=== Task to complete ===
Give back a single figure: the number of lines in the entries below that contain "const".

[Dataset entries]
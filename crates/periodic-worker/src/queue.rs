use std::time::Duration;

use chrono::{DateTime, Utc};
use redis::aio::ConnectionManager;
use redis::AsyncCommands;
use serde::{Deserialize, Serialize};
use uuid::Uuid;

pub const QUEUE_HEALTH_CHECK: &str = "jobs:health_check";
pub const QUEUE_DAILY_BRIEFING: &str = "jobs:daily_briefing";
pub const QUEUE_BROWSER_TASK: &str = "jobs:browser_task";
pub const QUEUE_SUMMARIZE_MEMORY: &str = "jobs:summarize_memory";

/// The envelope pushed onto a Redis list for each job.
#[derive(Debug, Clone, Serialize, Deserialize)]
pub struct JobEnvelope {
    pub id: Uuid,
    pub kind: String,
    pub payload: serde_json::Value,
    pub enqueued_at: DateTime<Utc>,
    pub attempt: u32,
}

impl JobEnvelope {
    pub fn new(kind: impl Into<String>, payload: serde_json::Value) -> Self {
        JobEnvelope { id: Uuid::new_v4(), kind: kind.into(), payload, enqueued_at: Utc::now(), attempt: 0 }
    }
}

/// Thin wrapper over a Redis connection providing FIFO job queues (one key per
/// job kind) and a 1-hour-TTL result store, keyed by job id.
pub struct JobQueue {
    conn: ConnectionManager,
    result_ttl: Duration,
}

impl JobQueue {
    pub async fn connect(redis_url: &str, result_ttl: Duration) -> anyhow::Result<Self> {
        let client = redis::Client::open(redis_url)?;
        let conn = ConnectionManager::new(client).await?;
        Ok(JobQueue { conn, result_ttl })
    }

    pub async fn push(&self, queue_key: &str, job: &JobEnvelope) -> anyhow::Result<()> {
        let mut conn = self.conn.clone();
        let body = serde_json::to_string(job)?;
        conn.lpush::<_, _, ()>(queue_key, body).await?;
        Ok(())
    }

    /// Blocking pop across every job-kind queue at once; acts as the shared
    /// "due jobs" entry point the worker pool polls. Returns `None` on timeout.
    pub async fn pop_any(&self, timeout_secs: f64) -> anyhow::Result<Option<JobEnvelope>> {
        let mut conn = self.conn.clone();
        let keys = [QUEUE_HEALTH_CHECK, QUEUE_DAILY_BRIEFING, QUEUE_BROWSER_TASK, QUEUE_SUMMARIZE_MEMORY];
        let result: Option<(String, String)> = conn.brpop(&keys[..], timeout_secs).await?;
        match result {
            Some((_, body)) => Ok(Some(serde_json::from_str(&body)?)),
            None => Ok(None),
        }
    }

    pub fn queue_key_for(kind: &str) -> &'static str {
        match kind {
            "health_check" => QUEUE_HEALTH_CHECK,
            "daily_briefing" => QUEUE_DAILY_BRIEFING,
            "browser_task" => QUEUE_BROWSER_TASK,
            "summarize_memory" => QUEUE_SUMMARIZE_MEMORY,
            _ => QUEUE_BROWSER_TASK,
        }
    }

    pub async fn store_result(&self, job_id: Uuid, result: &str) -> anyhow::Result<()> {
        let mut conn = self.conn.clone();
        conn.set_ex::<_, _, ()>(format!("job_result:{job_id}"), result, self.result_ttl.as_secs())
            .await?;
        Ok(())
    }
}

=== Expected answer ===
4